(Task to carry out) Looking at the records below, please say how many lines contain the word "queue", as a bare number.

[Stored data]
Start of Block
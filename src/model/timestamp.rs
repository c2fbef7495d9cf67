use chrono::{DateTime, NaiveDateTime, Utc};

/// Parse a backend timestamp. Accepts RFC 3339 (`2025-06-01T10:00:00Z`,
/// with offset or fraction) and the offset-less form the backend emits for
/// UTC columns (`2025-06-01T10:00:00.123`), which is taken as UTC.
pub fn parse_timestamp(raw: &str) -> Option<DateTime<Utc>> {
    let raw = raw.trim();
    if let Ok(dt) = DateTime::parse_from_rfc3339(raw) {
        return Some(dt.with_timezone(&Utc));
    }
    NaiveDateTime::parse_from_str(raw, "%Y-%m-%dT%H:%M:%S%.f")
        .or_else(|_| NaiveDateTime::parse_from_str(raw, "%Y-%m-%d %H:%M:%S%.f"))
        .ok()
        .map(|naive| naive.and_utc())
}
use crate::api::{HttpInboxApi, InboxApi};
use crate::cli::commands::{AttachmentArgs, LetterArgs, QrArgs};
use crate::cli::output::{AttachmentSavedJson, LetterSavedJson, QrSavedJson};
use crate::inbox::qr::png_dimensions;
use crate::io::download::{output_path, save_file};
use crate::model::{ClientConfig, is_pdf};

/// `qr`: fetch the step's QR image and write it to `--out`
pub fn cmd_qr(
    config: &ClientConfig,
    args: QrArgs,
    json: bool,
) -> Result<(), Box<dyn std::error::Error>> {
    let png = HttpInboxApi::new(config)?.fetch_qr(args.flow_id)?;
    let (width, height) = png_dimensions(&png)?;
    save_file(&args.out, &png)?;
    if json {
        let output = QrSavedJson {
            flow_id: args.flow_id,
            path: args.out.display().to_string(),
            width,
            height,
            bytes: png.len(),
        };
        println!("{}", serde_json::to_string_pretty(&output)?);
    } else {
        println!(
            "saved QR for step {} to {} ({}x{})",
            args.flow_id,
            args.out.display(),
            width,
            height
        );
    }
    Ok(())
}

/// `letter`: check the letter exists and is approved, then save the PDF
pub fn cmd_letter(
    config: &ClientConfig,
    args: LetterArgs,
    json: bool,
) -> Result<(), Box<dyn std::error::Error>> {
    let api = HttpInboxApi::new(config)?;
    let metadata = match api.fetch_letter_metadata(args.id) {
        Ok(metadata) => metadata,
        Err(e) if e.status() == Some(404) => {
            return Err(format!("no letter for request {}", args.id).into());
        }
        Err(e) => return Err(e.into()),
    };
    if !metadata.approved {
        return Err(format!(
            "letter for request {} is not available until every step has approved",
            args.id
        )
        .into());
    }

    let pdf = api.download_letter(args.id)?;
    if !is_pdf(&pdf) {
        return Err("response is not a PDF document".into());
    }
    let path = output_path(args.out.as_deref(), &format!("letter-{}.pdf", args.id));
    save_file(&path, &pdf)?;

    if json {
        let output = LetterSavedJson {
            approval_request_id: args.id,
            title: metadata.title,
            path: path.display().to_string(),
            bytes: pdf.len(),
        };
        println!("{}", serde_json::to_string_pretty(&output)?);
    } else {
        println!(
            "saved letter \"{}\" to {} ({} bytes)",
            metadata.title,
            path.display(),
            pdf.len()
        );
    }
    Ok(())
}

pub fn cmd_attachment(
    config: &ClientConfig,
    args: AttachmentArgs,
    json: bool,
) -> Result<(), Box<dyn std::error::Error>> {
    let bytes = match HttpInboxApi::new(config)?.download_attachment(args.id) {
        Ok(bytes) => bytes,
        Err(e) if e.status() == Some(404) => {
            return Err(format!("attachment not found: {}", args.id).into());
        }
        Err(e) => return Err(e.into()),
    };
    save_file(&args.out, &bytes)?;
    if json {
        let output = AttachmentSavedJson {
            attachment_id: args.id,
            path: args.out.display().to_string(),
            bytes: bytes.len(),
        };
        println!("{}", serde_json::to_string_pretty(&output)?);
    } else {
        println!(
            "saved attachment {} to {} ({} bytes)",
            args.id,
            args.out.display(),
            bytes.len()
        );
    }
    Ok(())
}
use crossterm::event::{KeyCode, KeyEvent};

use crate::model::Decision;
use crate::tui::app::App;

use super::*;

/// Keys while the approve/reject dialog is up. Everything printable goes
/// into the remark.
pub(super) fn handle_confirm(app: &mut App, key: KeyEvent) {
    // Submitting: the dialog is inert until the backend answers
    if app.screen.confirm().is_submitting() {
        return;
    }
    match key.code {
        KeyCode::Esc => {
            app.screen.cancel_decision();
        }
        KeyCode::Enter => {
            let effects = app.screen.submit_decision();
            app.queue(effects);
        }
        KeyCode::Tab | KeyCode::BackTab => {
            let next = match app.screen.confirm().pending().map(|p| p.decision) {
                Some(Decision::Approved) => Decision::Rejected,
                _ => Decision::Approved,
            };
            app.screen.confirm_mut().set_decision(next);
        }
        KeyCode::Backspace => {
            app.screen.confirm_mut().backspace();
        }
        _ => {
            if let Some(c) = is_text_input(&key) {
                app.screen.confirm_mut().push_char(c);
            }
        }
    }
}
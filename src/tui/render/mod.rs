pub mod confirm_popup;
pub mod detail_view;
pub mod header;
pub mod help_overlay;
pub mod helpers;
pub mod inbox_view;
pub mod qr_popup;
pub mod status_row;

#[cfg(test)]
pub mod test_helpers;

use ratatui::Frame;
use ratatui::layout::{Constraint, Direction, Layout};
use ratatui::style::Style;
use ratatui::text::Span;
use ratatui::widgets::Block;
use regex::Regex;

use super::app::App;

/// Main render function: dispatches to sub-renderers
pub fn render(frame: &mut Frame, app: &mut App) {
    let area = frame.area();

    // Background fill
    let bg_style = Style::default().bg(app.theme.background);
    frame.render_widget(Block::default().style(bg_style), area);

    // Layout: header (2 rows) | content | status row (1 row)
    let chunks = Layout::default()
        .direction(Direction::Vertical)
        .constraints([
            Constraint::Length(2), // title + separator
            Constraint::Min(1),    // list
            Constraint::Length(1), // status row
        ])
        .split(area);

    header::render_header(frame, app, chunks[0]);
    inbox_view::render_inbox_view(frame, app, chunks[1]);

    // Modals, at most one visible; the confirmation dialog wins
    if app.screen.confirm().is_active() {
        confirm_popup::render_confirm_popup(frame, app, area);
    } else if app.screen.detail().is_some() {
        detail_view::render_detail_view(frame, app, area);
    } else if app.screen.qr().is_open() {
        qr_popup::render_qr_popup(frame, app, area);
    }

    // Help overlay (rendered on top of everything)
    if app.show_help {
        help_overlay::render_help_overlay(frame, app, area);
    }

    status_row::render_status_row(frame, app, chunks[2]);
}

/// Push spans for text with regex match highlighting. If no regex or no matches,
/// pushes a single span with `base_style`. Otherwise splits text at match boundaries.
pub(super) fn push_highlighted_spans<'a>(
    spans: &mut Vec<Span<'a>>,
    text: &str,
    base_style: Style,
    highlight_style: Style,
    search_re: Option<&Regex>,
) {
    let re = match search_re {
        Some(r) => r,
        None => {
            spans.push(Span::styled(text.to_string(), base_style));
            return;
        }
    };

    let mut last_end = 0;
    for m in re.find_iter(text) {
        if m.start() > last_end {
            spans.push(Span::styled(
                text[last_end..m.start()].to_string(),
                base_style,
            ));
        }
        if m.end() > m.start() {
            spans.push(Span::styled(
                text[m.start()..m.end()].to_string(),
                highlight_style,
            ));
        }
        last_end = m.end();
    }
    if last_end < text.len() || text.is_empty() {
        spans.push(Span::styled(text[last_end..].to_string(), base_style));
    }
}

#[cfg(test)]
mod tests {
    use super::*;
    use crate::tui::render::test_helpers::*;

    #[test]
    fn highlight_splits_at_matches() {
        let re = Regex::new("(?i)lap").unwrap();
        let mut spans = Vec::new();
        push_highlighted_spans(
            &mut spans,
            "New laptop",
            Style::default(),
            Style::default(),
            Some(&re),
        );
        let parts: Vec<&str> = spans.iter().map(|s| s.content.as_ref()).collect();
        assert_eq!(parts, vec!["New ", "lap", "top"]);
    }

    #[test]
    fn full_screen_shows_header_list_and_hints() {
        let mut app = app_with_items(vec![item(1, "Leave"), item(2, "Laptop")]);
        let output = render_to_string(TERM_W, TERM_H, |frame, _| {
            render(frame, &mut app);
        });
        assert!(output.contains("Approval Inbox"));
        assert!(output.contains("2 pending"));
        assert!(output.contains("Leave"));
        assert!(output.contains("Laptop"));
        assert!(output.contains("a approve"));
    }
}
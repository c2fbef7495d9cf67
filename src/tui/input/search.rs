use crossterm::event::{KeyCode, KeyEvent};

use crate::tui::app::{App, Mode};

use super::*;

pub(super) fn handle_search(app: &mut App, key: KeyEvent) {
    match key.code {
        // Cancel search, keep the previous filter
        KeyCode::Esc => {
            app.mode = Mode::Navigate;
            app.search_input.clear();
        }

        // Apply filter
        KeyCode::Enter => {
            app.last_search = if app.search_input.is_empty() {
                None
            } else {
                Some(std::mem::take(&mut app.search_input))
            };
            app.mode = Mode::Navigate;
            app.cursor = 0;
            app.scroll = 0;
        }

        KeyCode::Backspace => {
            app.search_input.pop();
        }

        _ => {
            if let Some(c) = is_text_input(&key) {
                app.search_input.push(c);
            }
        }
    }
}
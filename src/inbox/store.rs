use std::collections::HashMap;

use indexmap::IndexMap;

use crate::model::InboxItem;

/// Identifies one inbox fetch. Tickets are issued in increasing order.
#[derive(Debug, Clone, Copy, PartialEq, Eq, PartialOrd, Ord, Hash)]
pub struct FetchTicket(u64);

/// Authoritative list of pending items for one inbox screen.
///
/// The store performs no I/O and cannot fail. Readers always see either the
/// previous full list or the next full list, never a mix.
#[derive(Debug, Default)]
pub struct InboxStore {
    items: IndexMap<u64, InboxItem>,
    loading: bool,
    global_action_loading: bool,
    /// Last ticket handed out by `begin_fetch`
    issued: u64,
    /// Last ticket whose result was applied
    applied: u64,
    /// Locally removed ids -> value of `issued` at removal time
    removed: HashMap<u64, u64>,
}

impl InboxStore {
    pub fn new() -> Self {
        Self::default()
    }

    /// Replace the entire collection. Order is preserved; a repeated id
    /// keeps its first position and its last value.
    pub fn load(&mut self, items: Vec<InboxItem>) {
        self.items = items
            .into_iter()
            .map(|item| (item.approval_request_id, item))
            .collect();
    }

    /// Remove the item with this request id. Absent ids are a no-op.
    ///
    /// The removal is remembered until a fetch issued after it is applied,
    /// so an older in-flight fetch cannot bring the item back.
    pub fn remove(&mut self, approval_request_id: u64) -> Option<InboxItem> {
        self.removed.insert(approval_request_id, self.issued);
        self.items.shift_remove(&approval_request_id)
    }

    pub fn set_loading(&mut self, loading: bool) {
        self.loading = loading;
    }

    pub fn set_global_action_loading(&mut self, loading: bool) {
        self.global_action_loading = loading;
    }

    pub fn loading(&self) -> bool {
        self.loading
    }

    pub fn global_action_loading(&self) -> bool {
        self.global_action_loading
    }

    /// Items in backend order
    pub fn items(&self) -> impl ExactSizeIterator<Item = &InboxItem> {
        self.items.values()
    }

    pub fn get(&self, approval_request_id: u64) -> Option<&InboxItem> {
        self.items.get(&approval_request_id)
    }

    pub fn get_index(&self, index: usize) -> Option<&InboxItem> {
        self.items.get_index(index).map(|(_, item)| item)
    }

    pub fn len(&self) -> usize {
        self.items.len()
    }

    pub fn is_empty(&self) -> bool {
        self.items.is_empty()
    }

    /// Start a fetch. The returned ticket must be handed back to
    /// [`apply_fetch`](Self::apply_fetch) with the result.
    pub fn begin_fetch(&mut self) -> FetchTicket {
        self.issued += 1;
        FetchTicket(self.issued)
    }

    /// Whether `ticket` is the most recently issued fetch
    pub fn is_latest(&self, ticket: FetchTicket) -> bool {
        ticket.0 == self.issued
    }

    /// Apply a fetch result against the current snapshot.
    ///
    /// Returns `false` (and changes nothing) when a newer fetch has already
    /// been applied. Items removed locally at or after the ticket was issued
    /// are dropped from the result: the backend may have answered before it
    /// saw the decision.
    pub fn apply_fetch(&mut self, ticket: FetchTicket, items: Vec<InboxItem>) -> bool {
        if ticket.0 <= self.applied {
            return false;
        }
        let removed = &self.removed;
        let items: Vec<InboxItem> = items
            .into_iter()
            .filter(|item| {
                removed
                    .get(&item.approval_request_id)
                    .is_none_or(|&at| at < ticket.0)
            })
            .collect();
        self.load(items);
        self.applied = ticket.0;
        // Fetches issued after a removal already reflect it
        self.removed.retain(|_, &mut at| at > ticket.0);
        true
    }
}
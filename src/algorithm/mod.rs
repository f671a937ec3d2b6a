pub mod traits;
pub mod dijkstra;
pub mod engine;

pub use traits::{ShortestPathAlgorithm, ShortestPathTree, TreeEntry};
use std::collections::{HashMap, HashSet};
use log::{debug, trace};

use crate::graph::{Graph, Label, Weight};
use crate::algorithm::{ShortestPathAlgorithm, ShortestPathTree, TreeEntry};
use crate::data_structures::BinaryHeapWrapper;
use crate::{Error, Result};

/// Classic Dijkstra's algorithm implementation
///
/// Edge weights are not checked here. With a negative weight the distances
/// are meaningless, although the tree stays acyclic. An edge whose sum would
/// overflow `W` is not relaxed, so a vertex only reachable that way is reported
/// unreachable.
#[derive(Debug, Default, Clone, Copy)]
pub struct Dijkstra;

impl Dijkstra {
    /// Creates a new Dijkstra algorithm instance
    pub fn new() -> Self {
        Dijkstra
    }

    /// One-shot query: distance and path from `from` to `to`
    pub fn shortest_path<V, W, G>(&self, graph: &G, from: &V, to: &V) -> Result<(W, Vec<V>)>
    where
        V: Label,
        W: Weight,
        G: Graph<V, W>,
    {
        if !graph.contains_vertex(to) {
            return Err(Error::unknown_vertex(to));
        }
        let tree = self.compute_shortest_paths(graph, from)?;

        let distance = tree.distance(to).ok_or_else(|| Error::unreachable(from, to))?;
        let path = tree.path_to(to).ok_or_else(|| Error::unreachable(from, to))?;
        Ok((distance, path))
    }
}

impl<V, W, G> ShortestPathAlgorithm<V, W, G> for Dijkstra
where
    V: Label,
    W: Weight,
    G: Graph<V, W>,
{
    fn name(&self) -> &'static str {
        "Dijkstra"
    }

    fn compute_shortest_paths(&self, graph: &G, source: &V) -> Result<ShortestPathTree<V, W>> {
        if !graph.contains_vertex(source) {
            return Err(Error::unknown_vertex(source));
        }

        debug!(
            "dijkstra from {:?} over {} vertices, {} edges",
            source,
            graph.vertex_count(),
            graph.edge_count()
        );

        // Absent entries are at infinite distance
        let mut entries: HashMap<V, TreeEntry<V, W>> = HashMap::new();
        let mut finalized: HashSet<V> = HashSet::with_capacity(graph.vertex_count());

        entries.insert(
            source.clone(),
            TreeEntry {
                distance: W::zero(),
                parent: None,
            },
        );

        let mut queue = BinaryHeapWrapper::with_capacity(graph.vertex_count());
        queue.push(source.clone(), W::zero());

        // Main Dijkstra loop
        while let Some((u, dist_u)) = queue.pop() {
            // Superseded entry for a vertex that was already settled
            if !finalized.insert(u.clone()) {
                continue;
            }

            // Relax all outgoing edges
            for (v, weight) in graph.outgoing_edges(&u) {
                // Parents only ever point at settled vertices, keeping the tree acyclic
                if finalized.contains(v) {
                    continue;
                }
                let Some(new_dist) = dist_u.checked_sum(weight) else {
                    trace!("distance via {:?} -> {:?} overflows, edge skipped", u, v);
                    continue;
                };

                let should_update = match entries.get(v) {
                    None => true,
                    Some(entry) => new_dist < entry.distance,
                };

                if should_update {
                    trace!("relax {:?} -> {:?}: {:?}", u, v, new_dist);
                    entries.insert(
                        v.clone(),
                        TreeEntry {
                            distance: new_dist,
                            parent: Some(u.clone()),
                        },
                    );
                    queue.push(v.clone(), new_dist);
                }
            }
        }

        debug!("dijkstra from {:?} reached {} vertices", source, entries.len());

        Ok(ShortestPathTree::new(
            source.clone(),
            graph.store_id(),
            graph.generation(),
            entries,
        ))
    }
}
End of Block
(Solved problem) 5